Working with child welfare can be stressful -- which is why the field sometimes has up to a 90 percent turnover rate -- but it's also rewarding to know you're making a difference in children's lives. Social work supervisors don't spend as much time in the field as their staff members do, but they must understand the needs of their employees and the community and be able to express that understanding in a job interview.
Managing and training staff are key components of a social work supervisory position. Candidates should prepare to answer questions about their previous staff management experience and how they divide the high caseload among staff fairly. Questions might include how the candidate keeps staff motivated and how to ensure the employees -- new and old -- are trained sufficiently. Interviewers should ask about the candidate's employee review process and disciplinary practices. With children's lives often on the line, supervisors must ensure that staff members follow proper procedures at all times.
Although supervisors might not have as much interaction with the families as their staff, they must still remain familiar with ongoing cases. Interviewers might ask how a candidate tracks and reports on cases as well as his comfort level when testifying in court about cases under his purview. Candidates should prepare for questions about when they decide to get personally involved in cases and at what stage, such as intake or assessment. Questions also might include whether the candidate has ever solicited funding for the child welfare department or how he works collaboratively with other agencies to ensure children receive necessary additional services, such as therapy.

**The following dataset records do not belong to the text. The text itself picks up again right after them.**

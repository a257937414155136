use easel_core::*;

use crate::style::PADDING;

/// A caption sized to its text plus the standard padding.
pub struct Label {
    caption: String,
    color: Color,
}

impl Label {
    pub fn new(caption: impl Into<String>) -> Self {
        Self {
            caption: caption.into(),
            color: palette::TEXT,
        }
    }

    pub fn color(mut self, color: Color) -> Self {
        self.color = color;
        self
    }

    pub fn caption(&self) -> &str {
        &self.caption
    }

    /// Takes effect on the next repaint.
    pub fn set_caption(&mut self, caption: impl Into<String>) {
        self.caption = caption.into();
    }
}

impl View for Label {
    fn layout(&mut self, cx: &mut LayoutCx<'_>, _available: Size) -> Size {
        cx.measure_text(&self.caption, None).grow(PADDING)
    }

    fn draw(&self, cx: &mut DrawCx<'_>) {
        cx.fill_text(&self.caption, Point::new(PADDING, PADDING), self.color);
    }

    fn kind(&self) -> &'static str {
        "label"
    }
}
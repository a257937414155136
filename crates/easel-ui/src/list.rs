use easel_core::*;

use crate::style::{LIST_DEFAULT_WIDTH, LIST_ROW_FILL, LIST_ROW_HEIGHT, PADDING};

/// A column of fixed-height text rows. Pressing a row selects it and fires
/// [`CommandKind::Change`] with the row index.
pub struct SelectList {
    items: Vec<String>,
    selected: Option<usize>,
}

impl SelectList {
    pub fn new<I, S>(items: I) -> Self
    where
        I: IntoIterator<Item = S>,
        S: Into<String>,
    {
        Self {
            items: items.into_iter().map(Into::into).collect(),
            selected: None,
        }
    }

    pub fn items(&self) -> &[String] {
        &self.items
    }

    /// Replaces the rows. A selection past the new end is cleared.
    pub fn set_items<I, S>(&mut self, items: I)
    where
        I: IntoIterator<Item = S>,
        S: Into<String>,
    {
        self.items = items.into_iter().map(Into::into).collect();
        if self.selected.is_some_and(|i| i >= self.items.len()) {
            self.selected = None;
        }
    }

    pub fn selected(&self) -> Option<usize> {
        self.selected
    }

    pub fn set_selected(&mut self, index: Option<usize>) {
        self.selected = index.filter(|&i| i < self.items.len());
    }

    pub fn row_at(&self, y: f32) -> Option<usize> {
        if y < 0.0 {
            return None;
        }
        let row = (y / LIST_ROW_HEIGHT).floor() as usize;
        (row < self.items.len()).then_some(row)
    }
}

impl View for SelectList {
    fn layout(&mut self, cx: &mut LayoutCx<'_>, available: Size) -> Size {
        let width = if cx.hflex() {
            available.width
        } else {
            LIST_DEFAULT_WIDTH
        };
        Size::new(width, available.height)
    }

    fn draw(&self, cx: &mut DrawCx<'_>) {
        cx.fill_background(palette::FIELD_BG);
        let width = cx.size().width;
        for (i, item) in self.items.iter().enumerate() {
            let top = i as f32 * LIST_ROW_HEIGHT;
            if self.selected == Some(i) {
                cx.canvas()
                    .fill_rect(Rect::new(0.0, top, width, LIST_ROW_FILL), palette::SELECTION);
            }
            cx.fill_text(item, Point::new(PADDING, top + PADDING), palette::TEXT);
        }
    }

    fn input(&mut self, cx: &mut EventCx<'_>, event: &mut InputEvent) {
        if !event.is_pointer_down() {
            return;
        }
        let Some(row) = event.position().and_then(|p| self.row_at(p.y)) else {
            return;
        };
        self.selected = Some(row);
        cx.fire(CommandKind::Change, Payload::Index(row));
        cx.request_repaint();
    }

    fn clip_children(&self) -> bool {
        true
    }

    fn flex(&self) -> Flex {
        Flex::V
    }

    fn kind(&self) -> &'static str {
        "select-list"
    }
}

Social work supervisors often complete or monitor reports sent to the court, and questions should cover how the candidate handles those reports to ensure they're submitted on time and complete. Questions might also include what criteria the candidate uses when making recommendations to the court regarding a child's welfare, such as whether the child should be returned to her birth parents after being removed for suspected abuse. Interviewers could ask about the candidate's comfort level preparing reports and presenting them to small and large groups.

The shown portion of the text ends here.